The mastermind behind Republican efforts to crush labor unions

I dig a ditch, I shape a stone/Another battlement for his throne/Another day on earth is flown/We’re all working for the pharaoh.

— Richard Thompson, “Pharoah”

The nicest thing you can say about the mainstream media’s skimpy coverage of the workers’ backlash in Wisconsin last week is they didn’t see it coming, any more than they saw mass protests in Egypt brewing.

It’s not as if there were no warning signs. For 30 years now, powerful right-wing groups have waged a concerted campaign to wipe out rights won by American workers in the first half of the 20th century. Their first high-profile victory was Reagan’s breaking of the air traffic controllers strike in 1981, for which I spit on your grave, Ronnie-boy. (Just kidding — loved you in Bedtime for Bonzo.)

Now the Republican Party and its wealthy backers think they’re ready to deal a death blow to labor unions, the last remaining reliable source of funding for Democrats who run for office. Step One in the campaign is Wisconsin Gov. Scott Walker’s ongoing effort to not only cut workers’ wages and benefits, but to gut their collective bargaining rights.

Wisconsin’s public-sector employees are fighting back, which is fortunate for all American workers, even those too brain-dead to understand what this country might be like — no decent wages and benefits, no middle class or suburbs, no flat-screen TV in every home — if their grandfathers and great-grandfathers hadn’t fought hard to win basic rights, usually through unionization and collective bargaining.

Not surprisingly, most of the belated reporting of the workers’ protests by mainstream news outlets has been pro-business. For example, a NY Times story yesterday buried the fact that Walker and the Republican-controlled legislature have made the budget situation worse by pushing through $117 million in tax breaks for business owners. (Wisconsin’s budge shortfall this year is $137 million.)

But street protests in Madison have grown so large that observers have started raising obvious questions — such as, why are Walker, NJ Gov. Chris Christie and other Republicans blaming workers for a bad economy primarily caused by Wall Street traders, big banks and super-rich activists, the very people who bankroll their political campaigns?
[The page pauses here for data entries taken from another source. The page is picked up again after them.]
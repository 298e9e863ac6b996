mod pipelines;
mod utils;
mod config;
mod cli;

use std::env;
use std::fs;
use std::io::Write;
use std::path::{Path, PathBuf};
use std::sync::Arc;
use std::time::Instant;

use anyhow::Result;
use env_logger::Builder;
use log::{LevelFilter, debug, error, info};

use crate::cli::parse;
use crate::config::defs::{PipelineError, RunConfig};
use crate::utils::file::resolve_path;
use crate::utils::system::{compute_tool_threads, detect_cores_and_load};
use pipelines::{fetch, qc_align, summarize};


#[tokio::main]
async fn main() -> Result<()> {
    let run_start = Instant::now();

    let args = parse();

    let log_level = if args.verbose {
        LevelFilter::Debug
    } else {
        LevelFilter::Info
    };

    Builder::new()
        .filter_level(log_level)
        .format(|buf, record| {
            writeln!(
                buf,
                "[{}] {}: {}",
                chrono::Local::now().format("%Y-%m-%d %H:%M:%S"),
                record.level(),
                record.args()
            )
        })
        .init();

    println!("\n-------------\n ReadQC\n-------------\n");

    let dir = env::current_dir()?;
    info!("The current directory is {:?}\n", dir);

    let (max_cores, cpu_load) = detect_cores_and_load(args.threads).await?;
    let threads = compute_tool_threads(max_cores, cpu_load, args.threads);
    debug!("Detected {} usable cores; CPU load {}%; using {} threads per tool",
              max_cores, cpu_load, threads);

    let out_dir = setup_output_dir(&args, &dir)?;
    info!("Output directory: {}", out_dir.display());

    let module = args.module.clone();
    let run_config = Arc::new(RunConfig {
        cwd: dir,
        out_dir,
        threads,
        args,
    });

    if let Err(e) = match module.as_str() {
        "qc_align" => qc_align::run(run_config).await,
        "fetch" => fetch::run(run_config).await,
        "summarize" => summarize::run(run_config).await,
        _ => Err(PipelineError::InvalidConfig(format!("Invalid module: {}", module))),
    } {
        error!("Pipeline failed: {} at {} milliseconds.", e, run_start.elapsed().as_millis());
        std::process::exit(1);
    }

    println!("Run complete: {} milliseconds.", run_start.elapsed().as_millis());
    Ok(())
}


/// Sets up output directory
/// If `out_dir` is specified from args, uses it;
/// otherwise, creates a directory named `readqc_YYYYMMDD`.
/// Ensures the directory exists.
///
/// # Arguments
/// * `args` - The parsed command-line arguments.
/// * `cwd` - The current working directory.
/// # Returns
/// path to the output directory.
fn setup_output_dir(args: &cli::args::Arguments, cwd: &Path) -> Result<PathBuf> {
    let out_dir = match &args.out_dir {
        Some(out) => resolve_path(out, cwd),
        None => {
            let timestamp = chrono::Local::now().format("%Y%m%d").to_string();
            cwd.join(format!("readqc_{}", timestamp))
        }
    };
    fs::create_dir_all(&out_dir)?;
    Ok(out_dir)
}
There, I just answered my own question.

The injustice of Walker’s union-busting effort has become so blatant that even Barack Obama, our chronically temporizing president, has felt compelled to voice lukewarm opposition to it.

It’s hard to tell, but labor might be on the verge of a modest victory. More importantly, many Americans might finally be getting hip to the fact that people who lack workplace rights, in this country as well as in places like Egypt, might as well be working for the pharoah.